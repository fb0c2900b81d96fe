//! 临时文件与原子落盘：上传内容先写入临时文件，完成后再替换目标。

use std::io::ErrorKind;
use std::path::{Path, PathBuf};
use tempfile::{NamedTempFile, TempPath};
use tokio::fs::File;
use tokio::io::{AsyncRead, AsyncWriteExt};

use super::DriveError;

/// Creates a hidden temporary file in `dir`.
///
/// The returned [`TempPath`] deletes the file when dropped, so every early
/// return leaves nothing behind.
pub(crate) async fn temp_file_in(dir: &Path, prefix: String) -> Result<(File, TempPath), DriveError> {
    let owned = dir.to_path_buf();
    let created = tokio::task::spawn_blocking(move || {
        tempfile::Builder::new()
            .prefix(&prefix)
            .suffix(".part")
            .tempfile_in(&owned)
    })
    .await
    .map_err(|err| DriveError::Internal(format!("temp file task failed: {err}")))?
    .map_err(|err| DriveError::io("create temporary file in", dir, err))?;

    let (file, path) = NamedTempFile::into_parts(created);
    Ok((File::from_std(file), path))
}

/// 写入同目录临时文件，成功后原子地移动到 `target`。
///
/// Without `overwrite` the final step refuses to replace an existing file,
/// so two writers racing for one name leave exactly one winner. The target
/// never holds partially written content.
pub(crate) async fn write_atomically<R>(
    target: &Path,
    reader: &mut R,
    overwrite: bool,
) -> Result<u64, DriveError>
where
    R: AsyncRead + Unpin + ?Sized,
{
    let parent = target
        .parent()
        .ok_or_else(|| DriveError::InvalidArgument(format!("invalid target {}", target.display())))?;
    let base = target
        .file_name()
        .map(|name| name.to_string_lossy().into_owned())
        .unwrap_or_else(|| "upload".to_string());
    let (mut file, temp_path) = temp_file_in(parent, format!(".{base}.")).await?;

    let written = tokio::io::copy(reader, &mut file)
        .await
        .map_err(|err| DriveError::io("write file", target, err))?;
    file.flush()
        .await
        .map_err(|err| DriveError::io("write file", target, err))?;
    file.sync_all()
        .await
        .map_err(|err| DriveError::io("sync file", target, err))?;
    drop(file);

    persist(temp_path, target, overwrite).await?;
    Ok(written)
}

async fn persist(temp_path: TempPath, target: &Path, overwrite: bool) -> Result<(), DriveError> {
    let dest: PathBuf = target.to_path_buf();
    let result = tokio::task::spawn_blocking(move || {
        if overwrite {
            temp_path.persist(&dest)
        } else {
            temp_path.persist_noclobber(&dest)
        }
    })
    .await
    .map_err(|err| DriveError::Internal(format!("persist task failed: {err}")))?;

    // On failure the temp path comes back inside the error and is removed on drop.
    result.map_err(|err| {
        if err.error.kind() == ErrorKind::AlreadyExists {
            DriveError::AlreadyExists(target.to_path_buf())
        } else {
            DriveError::io("replace file", target, err.error)
        }
    })
}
==*==
• Try it: All of the entries are to be set down again without alteration.

• Response below:
repository fb0c2900b81d96fe
//! 临时文件与原子落盘：上传内容先写入临时文件，完成后再替换目标。

use std::io::ErrorKind;
use std::path::{Path, PathBuf};
use tempfile::{NamedTempFile, TempPath};
use tokio::fs::File;
use tokio::io::{AsyncRead, AsyncWriteExt};

use super::DriveError;

/// Creates a hidden temporary file in `dir`.
///
/// The returned [`TempPath`] deletes the file when dropped, so every early
/// return leaves nothing behind.
pub(crate) async fn temp_file_in(dir: &Path, prefix: String) -> Result<(File, TempPath), DriveError> {
    let owned = dir.to_path_buf();
    let created = tokio::task::spawn_blocking(move || {
        tempfile::Builder::new()
            .prefix(&prefix)
            .suffix(".part")
            .tempfile_in(&owned)
    })
    .await
    .map_err(|err| DriveError::Internal(format!("temp file task failed: {err}")))?
    .map_err(|err| DriveError::io("create temporary file in", dir, err))?;

    let (file, path) = NamedTempFile::into_parts(created);
    Ok((File::from_std(file), path))
}

/// 写入同目录临时文件，成功后原子地移动到 `target`。
///
/// Without `overwrite` the final step refuses to replace an existing file,
/// so two writers racing for one name leave exactly one winner. The target
/// never holds partially written content.
pub(crate) async fn write_atomically<R>(
    target: &Path,
    reader: &mut R,
    overwrite: bool,
) -> Result<u64, DriveError>
where
    R: AsyncRead + Unpin + ?Sized,
{
    let parent = target
        .parent()
        .ok_or_else(|| DriveError::InvalidArgument(format!("invalid target {}", target.display())))?;
    let base = target
        .file_name()
        .map(|name| name.to_string_lossy().into_owned())
        .unwrap_or_else(|| "upload".to_string());
    let (mut file, temp_path) = temp_file_in(parent, format!(".{base}.")).await?;

    let written = tokio::io::copy(reader, &mut file)
        .await
        .map_err(|err| DriveError::io("write file", target, err))?;
    file.flush()
        .await
        .map_err(|err| DriveError::io("write file", target, err))?;
    file.sync_all()
        .await
        .map_err(|err| DriveError::io("sync file", target, err))?;
    drop(file);

    persist(temp_path, target, overwrite).await?;
    Ok(written)
}

async fn persist(temp_path: TempPath, target: &Path, overwrite: bool) -> Result<(), DriveError> {
    let dest: PathBuf = target.to_path_buf();
    let result = tokio::task::spawn_blocking(move || {
        if overwrite {
            temp_path.persist(&dest)
        } else {
            temp_path.persist_noclobber(&dest)
        }
    })
    .await
    .map_err(|err| DriveError::Internal(format!("persist task failed: {err}")))?;

    // On failure the temp path comes back inside the error and is removed on drop.
    result.map_err(|err| {
        if err.error.kind() == ErrorKind::AlreadyExists {
            DriveError::AlreadyExists(target.to_path_buf())
        } else {
            DriveError::io("replace file", target, err.error)
        }
    })
}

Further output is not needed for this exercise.